I’ve been contemplating writing one of those little books that people keep beside the toilet, since I have no idea how on earth I’ll ever right the big book whose pages stare at me and beg me to dig in and do some serious editing. Here’s a sample chaper.
Healthy Sleep Patterns
I do not know how to get a baby to sleep through the night. There are loads of experts that will share their theories and well devised plans with you, but they don’t know your child and they don’t know you. Give them three nights at your house and they’ll use that book of theirs for kindling.
Let your baby cry, don’t let your baby cry, calmly reassure your baby but don’t touch them, touch your baby but do not speak to them, keep your baby in bed with you so they can bond and feel safe, don’t sleep with your baby or you will roll on it and kill it or worse yet, that baby will be sleeping with you til he moves out of the house and that’s just plain creepy.
My son Nicholas didn’t sleep in his own room until he was about 4 1/2 years old. He started in the lovely wicker bassinet beside our bed, then moved into our bed, then moved to a mattress on the floor beside our bed, and held his dad’s hand every night until he fell asleep and until daddy’s arm went numb. Yep, he did. I am a good mom.
Nick only left our room when we gave him a sibling to sleep in his room with him. (That sibling was not created in the bedroom, mind you.) He didn’t like to be alone and he still doesn’t like to be alone. I mean let’s be real, I don’t like sleeping alone either, do you?
Taylor did better because he had a roommate. See what I mean. I’m too old now to remember how old he was when he slept thought the night. I suppose I could look it up in his baby book, but we all know that by child #2, you don’t have time to write such monumental events down in those sweet books anymore.
Taylor could hardly wait to finally get a room of his own, and he happily sleeps through the night, so I guess I did alright by him.
I don’t think Isabelle ever slept in our room and she was sleeping through the night in a couple of months. Did I get wise by the third one? Nope. Just lucky. She would happily chatter away in bed until she fell asleep and now she happily chatters away at the foot of my bed until I fall asleep.
If you have a success story, I can assure you, it was just luck of the draw. You got a kid who was genetically programmed to enjoy sleeping. They only make a few like that each year, so to the rest of you, it’s not your fault.
And then the craziest thing happens, when your kids become teenagers they can sleep for an ungodly number of hours and all you can do then is glare at their sleeping carcasses and pray you can resist the urge to pounce on them and wake them at 6:30am like they did to you for years.
That brings us to the three affectionately know as “The Littles.” Someone just shoot me now. Why is it that children who run 100 miles an hour all day insist on making bedtime sound like they have been confined to a torture chamber. Really kids, your body will quit eventually, you may as well give up. When on earth did you ever get the idea that if you acted like wild banshees long enough, I would finally give in and say, “ok, you win, heres some coca cola, some Oreos and a bag of sweet tarts, have a party all night long!”

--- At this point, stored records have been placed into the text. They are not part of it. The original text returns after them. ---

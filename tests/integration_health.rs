mod common;

use axum::body::Body;
use axum::http::{Request, StatusCode};
use std::sync::Arc;
use tower::ServiceExt;

use common::{response_json, setup_test_app};
use hallpass::access::store::MemoryRoleStore;

#[tokio::test]
async fn health_answers_without_identity() {
    let app = setup_test_app(Arc::new(MemoryRoleStore::new()));

    let response = app
        .oneshot(
            Request::builder()
                .uri("/health")
                .body(Body::empty())
                .unwrap(),
        )
        .await
        .unwrap();

    assert_eq!(response.status(), StatusCode::OK);
    let body = response_json(response).await;
    assert_eq!(body["status"], "ok");
    assert_eq!(body["service"], "hallpass");
    assert_eq!(body["version"], env!("CARGO_PKG_VERSION"));
    assert!(body["database"].is_string());
}

#[tokio::test]
async fn openapi_document_is_served() {
    let app = setup_test_app(Arc::new(MemoryRoleStore::new()));

    let response = app
        .oneshot(
            Request::builder()
                .uri("/api-docs/openapi.json")
                .body(Body::empty())
                .unwrap(),
        )
        .await
        .unwrap();

    assert_eq!(response.status(), StatusCode::OK);
    let doc = response_json(response).await;
    assert_eq!(doc["info"]["title"], "Hallpass API");
    assert!(doc["paths"].get("/api/roles/switch").is_some());
}
use anyhow::anyhow;
use sqlx::PgPool;
use tracing::instrument;
use uuid::Uuid;

use crate::utils::errors::AppError;
use crate::utils::pagination::PaginationParams;

use super::model::{CreateStudentDto, ReviewStudentStatusDto, Student, UpdateStudentDto};

pub struct StudentService;

impl StudentService {
    #[instrument(skip(db, dto))]
    pub async fn create_student(db: &PgPool, dto: CreateStudentDto) -> Result<Student, AppError> {
        let student = sqlx::query_as::<_, Student>(
            r#"INSERT INTO students (name, email)
            VALUES ($1, $2)
            RETURNING id, name, email, enrolled, reviewed_by, created_at, updated_at"#,
        )
        .bind(&dto.name)
        .bind(&dto.email)
        .fetch_one(db)
        .await
        .map_err(|e| {
            if let sqlx::Error::Database(db_err) = &e {
                if db_err.is_unique_violation() {
                    return AppError::conflict(anyhow!(
                        "A student with email {} already exists",
                        dto.email
                    ));
                }
            }
            AppError::database(e)
        })?;

        Ok(student)
    }

    #[instrument(skip(db))]
    pub async fn get_students(
        db: &PgPool,
        params: &PaginationParams,
    ) -> Result<(Vec<Student>, i64), AppError> {
        let total = sqlx::query_scalar::<_, i64>(r#"SELECT COUNT(*) FROM students"#)
            .fetch_one(db)
            .await?;

        let students = sqlx::query_as::<_, Student>(
            r#"SELECT id, name, email, enrolled, reviewed_by, created_at, updated_at
            FROM students
            ORDER BY name, id
            LIMIT $1 OFFSET $2"#,
        )
        .bind(params.limit())
        .bind(params.offset())
        .fetch_all(db)
        .await?;

        Ok((students, total))
    }

    #[instrument(skip(db))]
    pub async fn get_student(db: &PgPool, id: Uuid) -> Result<Student, AppError> {
        sqlx::query_as::<_, Student>(
            r#"SELECT id, name, email, enrolled, reviewed_by, created_at, updated_at
            FROM students WHERE id = $1"#,
        )
        .bind(id)
        .fetch_optional(db)
        .await?
        .ok_or_else(|| AppError::not_found(anyhow!("Student not found")))
    }

    #[instrument(skip(db, dto))]
    pub async fn update_student(
        db: &PgPool,
        id: Uuid,
        dto: UpdateStudentDto,
    ) -> Result<Student, AppError> {
        let student = sqlx::query_as::<_, Student>(
            r#"UPDATE students
            SET name = COALESCE($2, name),
                email = COALESCE($3, email),
                updated_at = NOW()
            WHERE id = $1
            RETURNING id, name, email, enrolled, reviewed_by, created_at, updated_at"#,
        )
        .bind(id)
        .bind(dto.name.as_deref())
        .bind(dto.email.as_deref())
        .fetch_optional(db)
        .await
        .map_err(|e| {
            if let sqlx::Error::Database(db_err) = &e {
                if db_err.is_unique_violation() {
                    return AppError::conflict(anyhow!("That email is already in use"));
                }
            }
            AppError::database(e)
        })?
        .ok_or_else(|| AppError::not_found(anyhow!("Student not found")))?;

        Ok(student)
    }

    /// Records a review decision: the new enrollment status and who made
    /// the call. Students are reviewed out of enrollment, never deleted.
    #[instrument(skip(db, dto))]
    pub async fn review_status(
        db: &PgPool,
        id: Uuid,
        dto: ReviewStudentStatusDto,
    ) -> Result<Student, AppError> {
        sqlx::query_as::<_, Student>(
            r#"UPDATE students
            SET enrolled = $2, reviewed_by = $3, updated_at = NOW()
            WHERE id = $1
            RETURNING id, name, email, enrolled, reviewed_by, created_at, updated_at"#,
        )
        .bind(id)
        .bind(dto.enrolled)
        .bind(dto.reviewer_id)
        .fetch_optional(db)
        .await?
        .ok_or_else(|| AppError::not_found(anyhow!("Student not found")))
    }
}
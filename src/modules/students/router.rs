use axum::{
    Router,
    routing::{get, post},
};

use crate::state::AppState;

use super::controller::{
    create_student, get_student, get_students, review_student_status, update_student,
};

pub fn init_students_router() -> Router<AppState> {
    Router::new()
        .route("/", post(create_student).get(get_students))
        .route("/{id}", get(get_student).put(update_student))
        .route("/{id}/status", post(review_student_status))
}
use axum::{
    Router,
    routing::{get, post},
};

use crate::state::AppState;

use super::controller::{
    create_department, delete_department, get_department, get_departments, update_department,
};

pub fn init_departments_router() -> Router<AppState> {
    Router::new()
        .route("/", post(create_department).get(get_departments))
        .route(
            "/{id}",
            get(get_department)
                .put(update_department)
                .delete(delete_department),
        )
}
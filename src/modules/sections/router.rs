use axum::{
    Router,
    routing::{get, post},
};

use crate::state::AppState;

use super::controller::{
    create_section, delete_section, get_section, get_sections, update_section,
};

pub fn init_sections_router() -> Router<AppState> {
    Router::new()
        .route("/", post(create_section).get(get_sections))
        .route(
            "/{id}",
            get(get_section).put(update_section).delete(delete_section),
        )
}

And that brings me to Mattie, who at present, despite my desperate attempts to flip flop him, thinks the party hours are 9pm-3am. I’m stumped, plain stumped. The doctor told me it was behavioral. Really? And gave me all sorts of things to try, which of course I have tried. They failed. So at the moment I thank Jesus for the night nurse and sleep though the party.
Oh and let me stop you now. Do not buy into the lie that if you let them stay up later on Friday, that they will fall asleep more quickly and miraculously sleep in on Saturday morning. This will not happen, so spare yourself an experiment gone bad. This is what I know- regardless of what time you put your children to bed, they will wake up a dark o’thirty. The only time they will ever sleep in is when you need or want them to get up early. This Christmas for example, I was ready at 7am with cinnamon rolls and I had to wake the last of them up finally at 8am so the dang cinnamon rolls wouldn’t be cold.
And I will also warn you now about a national disaster called Daylight Savings Time. DST was created by men who do not have children, so that they do not have to drive to work in the dark. That’s what headlights are for, people! Use them and leave my kids out of this! Children are not excited about getting an extra hour of sleep. It takes weeks for them to adapt and parents never get the extra hour of sleep.
So to summarize my expert knowledge of developing healthy sleep patterns in your child, quit trying so hard, eventually they will choose to sleep because they like it, in the meantime, pop a Benedryl, at least you’ll sleep, even if they don’t!